> **YOUR ASSIGNMENT**: Please set down the records exactly, keeping every line.

> **PROVIDED DATA**:
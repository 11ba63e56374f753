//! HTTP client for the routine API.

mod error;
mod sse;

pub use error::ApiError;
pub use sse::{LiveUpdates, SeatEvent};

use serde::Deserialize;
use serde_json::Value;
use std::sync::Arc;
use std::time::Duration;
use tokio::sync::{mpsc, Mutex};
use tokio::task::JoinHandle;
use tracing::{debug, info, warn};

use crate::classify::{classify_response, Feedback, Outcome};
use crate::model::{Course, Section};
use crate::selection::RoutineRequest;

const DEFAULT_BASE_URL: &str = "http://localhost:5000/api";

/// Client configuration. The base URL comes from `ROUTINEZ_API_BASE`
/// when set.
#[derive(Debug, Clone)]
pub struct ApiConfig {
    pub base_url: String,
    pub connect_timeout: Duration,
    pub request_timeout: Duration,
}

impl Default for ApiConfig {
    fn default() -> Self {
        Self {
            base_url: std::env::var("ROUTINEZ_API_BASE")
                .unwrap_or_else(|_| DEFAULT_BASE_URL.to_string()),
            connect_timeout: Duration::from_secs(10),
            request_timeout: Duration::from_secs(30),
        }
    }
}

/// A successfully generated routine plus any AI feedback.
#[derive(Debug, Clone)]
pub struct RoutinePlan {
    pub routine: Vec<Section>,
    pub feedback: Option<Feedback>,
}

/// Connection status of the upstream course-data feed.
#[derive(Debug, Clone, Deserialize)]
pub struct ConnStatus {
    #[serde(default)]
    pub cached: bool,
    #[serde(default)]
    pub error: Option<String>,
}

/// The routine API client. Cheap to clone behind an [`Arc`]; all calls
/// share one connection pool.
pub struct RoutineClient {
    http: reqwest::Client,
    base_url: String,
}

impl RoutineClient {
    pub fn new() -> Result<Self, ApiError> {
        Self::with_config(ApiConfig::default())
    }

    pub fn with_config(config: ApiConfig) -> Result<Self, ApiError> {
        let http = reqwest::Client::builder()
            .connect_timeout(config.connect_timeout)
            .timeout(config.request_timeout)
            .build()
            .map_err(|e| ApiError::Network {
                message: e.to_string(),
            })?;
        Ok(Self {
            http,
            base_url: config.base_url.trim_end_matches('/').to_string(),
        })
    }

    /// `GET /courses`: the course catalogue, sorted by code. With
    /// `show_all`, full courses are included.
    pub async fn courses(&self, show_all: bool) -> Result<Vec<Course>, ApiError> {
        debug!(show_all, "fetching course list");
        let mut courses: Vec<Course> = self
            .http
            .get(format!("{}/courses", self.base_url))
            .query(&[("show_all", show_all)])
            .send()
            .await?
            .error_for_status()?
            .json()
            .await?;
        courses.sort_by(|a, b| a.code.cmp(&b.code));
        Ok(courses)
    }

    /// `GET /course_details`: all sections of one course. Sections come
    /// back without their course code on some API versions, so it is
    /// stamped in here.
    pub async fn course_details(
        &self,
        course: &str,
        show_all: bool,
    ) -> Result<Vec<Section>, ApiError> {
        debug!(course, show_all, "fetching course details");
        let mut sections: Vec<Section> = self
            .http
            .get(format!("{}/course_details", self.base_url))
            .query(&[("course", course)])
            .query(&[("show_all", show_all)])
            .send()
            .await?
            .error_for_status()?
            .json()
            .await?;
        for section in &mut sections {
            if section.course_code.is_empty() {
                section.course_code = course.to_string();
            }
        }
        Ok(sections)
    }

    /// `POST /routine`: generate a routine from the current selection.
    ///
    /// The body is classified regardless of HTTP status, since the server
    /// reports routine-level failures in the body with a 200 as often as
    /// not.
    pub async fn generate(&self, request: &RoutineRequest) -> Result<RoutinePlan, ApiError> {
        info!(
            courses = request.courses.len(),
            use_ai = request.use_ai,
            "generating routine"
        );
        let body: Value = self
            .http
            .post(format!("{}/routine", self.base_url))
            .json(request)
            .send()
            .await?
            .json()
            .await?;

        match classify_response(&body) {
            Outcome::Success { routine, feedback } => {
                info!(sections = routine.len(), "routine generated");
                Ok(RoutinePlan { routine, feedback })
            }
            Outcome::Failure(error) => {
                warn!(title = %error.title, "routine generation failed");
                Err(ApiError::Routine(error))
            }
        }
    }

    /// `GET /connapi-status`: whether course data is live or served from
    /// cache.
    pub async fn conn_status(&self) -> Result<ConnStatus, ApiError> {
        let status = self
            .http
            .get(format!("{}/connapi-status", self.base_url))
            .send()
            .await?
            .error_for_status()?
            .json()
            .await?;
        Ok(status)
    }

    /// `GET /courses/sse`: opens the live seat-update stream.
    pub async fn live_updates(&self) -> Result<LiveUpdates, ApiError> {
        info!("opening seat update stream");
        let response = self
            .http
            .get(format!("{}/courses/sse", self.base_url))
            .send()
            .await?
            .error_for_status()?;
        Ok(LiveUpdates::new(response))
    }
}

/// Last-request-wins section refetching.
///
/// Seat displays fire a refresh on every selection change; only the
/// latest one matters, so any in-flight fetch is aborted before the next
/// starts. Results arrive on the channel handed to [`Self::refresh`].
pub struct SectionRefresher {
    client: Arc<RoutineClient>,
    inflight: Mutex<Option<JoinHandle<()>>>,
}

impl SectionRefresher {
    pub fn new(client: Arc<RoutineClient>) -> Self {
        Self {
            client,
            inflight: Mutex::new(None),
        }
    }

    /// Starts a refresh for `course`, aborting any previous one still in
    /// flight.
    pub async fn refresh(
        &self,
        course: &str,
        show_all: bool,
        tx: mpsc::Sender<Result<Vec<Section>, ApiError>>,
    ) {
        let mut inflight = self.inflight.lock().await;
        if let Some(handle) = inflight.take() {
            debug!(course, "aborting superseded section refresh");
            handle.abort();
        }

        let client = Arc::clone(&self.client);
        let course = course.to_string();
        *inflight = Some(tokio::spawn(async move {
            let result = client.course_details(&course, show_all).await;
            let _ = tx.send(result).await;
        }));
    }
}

> **EXERCISE SOLUTION**:
repository 11ba63e56374f753
//! HTTP client for the routine API.

mod error;
mod sse;

pub use error::ApiError;
pub use sse::{LiveUpdates, SeatEvent};

use serde::Deserialize;
use serde_json::Value;
use std::sync::Arc;
use std::time::Duration;
use tokio::sync::{mpsc, Mutex};
use tokio::task::JoinHandle;
use tracing::{debug, info, warn};

use crate::classify::{classify_response, Feedback, Outcome};
use crate::model::{Course, Section};
use crate::selection::RoutineRequest;

const DEFAULT_BASE_URL: &str = "http://localhost:5000/api";

/// Client configuration. The base URL comes from `ROUTINEZ_API_BASE`
/// when set.
#[derive(Debug, Clone)]
pub struct ApiConfig {
    pub base_url: String,
    pub connect_timeout: Duration,
    pub request_timeout: Duration,
}

impl Default for ApiConfig {
    fn default() -> Self {
        Self {
            base_url: std::env::var("ROUTINEZ_API_BASE")
                .unwrap_or_else(|_| DEFAULT_BASE_URL.to_string()),
            connect_timeout: Duration::from_secs(10),
            request_timeout: Duration::from_secs(30),
        }
    }
}

/// A successfully generated routine plus any AI feedback.
#[derive(Debug, Clone)]
pub struct RoutinePlan {
    pub routine: Vec<Section>,
    pub feedback: Option<Feedback>,
}

/// Connection status of the upstream course-data feed.
#[derive(Debug, Clone, Deserialize)]
pub struct ConnStatus {
    #[serde(default)]
    pub cached: bool,
    #[serde(default)]
    pub error: Option<String>,
}

/// The routine API client. Cheap to clone behind an [`Arc`]; all calls
/// share one connection pool.
pub struct RoutineClient {
    http: reqwest::Client,
    base_url: String,
}

impl RoutineClient {
    pub fn new() -> Result<Self, ApiError> {
        Self::with_config(ApiConfig::default())
    }

    pub fn with_config(config: ApiConfig) -> Result<Self, ApiError> {
        let http = reqwest::Client::builder()
            .connect_timeout(config.connect_timeout)
            .timeout(config.request_timeout)
            .build()
            .map_err(|e| ApiError::Network {
                message: e.to_string(),
            })?;
        Ok(Self {
            http,
            base_url: config.base_url.trim_end_matches('/').to_string(),
        })
    }

    /// `GET /courses`: the course catalogue, sorted by code. With
    /// `show_all`, full courses are included.
    pub async fn courses(&self, show_all: bool) -> Result<Vec<Course>, ApiError> {
        debug!(show_all, "fetching course list");
        let mut courses: Vec<Course> = self
            .http
            .get(format!("{}/courses", self.base_url))
            .query(&[("show_all", show_all)])
            .send()
            .await?
            .error_for_status()?
            .json()
            .await?;
        courses.sort_by(|a, b| a.code.cmp(&b.code));
        Ok(courses)
    }

    /// `GET /course_details`: all sections of one course. Sections come
    /// back without their course code on some API versions, so it is
    /// stamped in here.
    pub async fn course_details(
        &self,
        course: &str,
        show_all: bool,
    ) -> Result<Vec<Section>, ApiError> {
        debug!(course, show_all, "fetching course details");
        let mut sections: Vec<Section> = self
            .http
            .get(format!("{}/course_details", self.base_url))
            .query(&[("course", course)])
            .query(&[("show_all", show_all)])
            .send()
            .await?
            .error_for_status()?
            .json()
            .await?;
        for section in &mut sections {
            if section.course_code.is_empty() {
                section.course_code = course.to_string();
            }
        }
        Ok(sections)
    }

    /// `POST /routine`: generate a routine from the current selection.
    ///
    /// The body is classified regardless of HTTP status, since the server
    /// reports routine-level failures in the body with a 200 as often as
    /// not.
    pub async fn generate(&self, request: &RoutineRequest) -> Result<RoutinePlan, ApiError> {
        info!(
            courses = request.courses.len(),
            use_ai = request.use_ai,
            "generating routine"
        );
        let body: Value = self
            .http
            .post(format!("{}/routine", self.base_url))
            .json(request)
            .send()
            .await?
            .json()
            .await?;

        match classify_response(&body) {
            Outcome::Success { routine, feedback } => {
                info!(sections = routine.len(), "routine generated");
                Ok(RoutinePlan { routine, feedback })
            }
            Outcome::Failure(error) => {
                warn!(title = %error.title, "routine generation failed");
                Err(ApiError::Routine(error))
            }
        }
    }

    /// `GET /connapi-status`: whether course data is live or served from
    /// cache.
    pub async fn conn_status(&self) -> Result<ConnStatus, ApiError> {
        let status = self
            .http
            .get(format!("{}/connapi-status", self.base_url))
            .send()
            .await?
            .error_for_status()?
            .json()
            .await?;
        Ok(status)
    }

    /// `GET /courses/sse`: opens the live seat-update stream.
    pub async fn live_updates(&self) -> Result<LiveUpdates, ApiError> {
        info!("opening seat update stream");
        let response = self
            .http
            .get(format!("{}/courses/sse", self.base_url))
            .send()
            .await?
            .error_for_status()?;
        Ok(LiveUpdates::new(response))
    }
}

/// Last-request-wins section refetching.
///
/// Seat displays fire a refresh on every selection change; only the
/// latest one matters, so any in-flight fetch is aborted before the next
/// starts. Results arrive on the channel handed to [`Self::refresh`].
pub struct SectionRefresher {
    client: Arc<RoutineClient>,
    inflight: Mutex<Option<JoinHandle<()>>>,
}

impl SectionRefresher {
    pub fn new(client: Arc<RoutineClient>) -> Self {
        Self {
            client,
            inflight: Mutex::new(None),
        }
    }

    /// Starts a refresh for `course`, aborting any previous one still in
    /// flight.
    pub async fn refresh(
        &self,
        course: &str,
        show_all: bool,
        tx: mpsc::Sender<Result<Vec<Section>, ApiError>>,
    ) {
        let mut inflight = self.inflight.lock().await;
        if let Some(handle) = inflight.take() {
            debug!(course, "aborting superseded section refresh");
            handle.abort();
        }

        let client = Arc::clone(&self.client);
        let course = course.to_string();
        *inflight = Some(tokio::spawn(async move {
            let result = client.course_details(&course, show_all).await;
            let _ = tx.send(result).await;
        }));
    }
}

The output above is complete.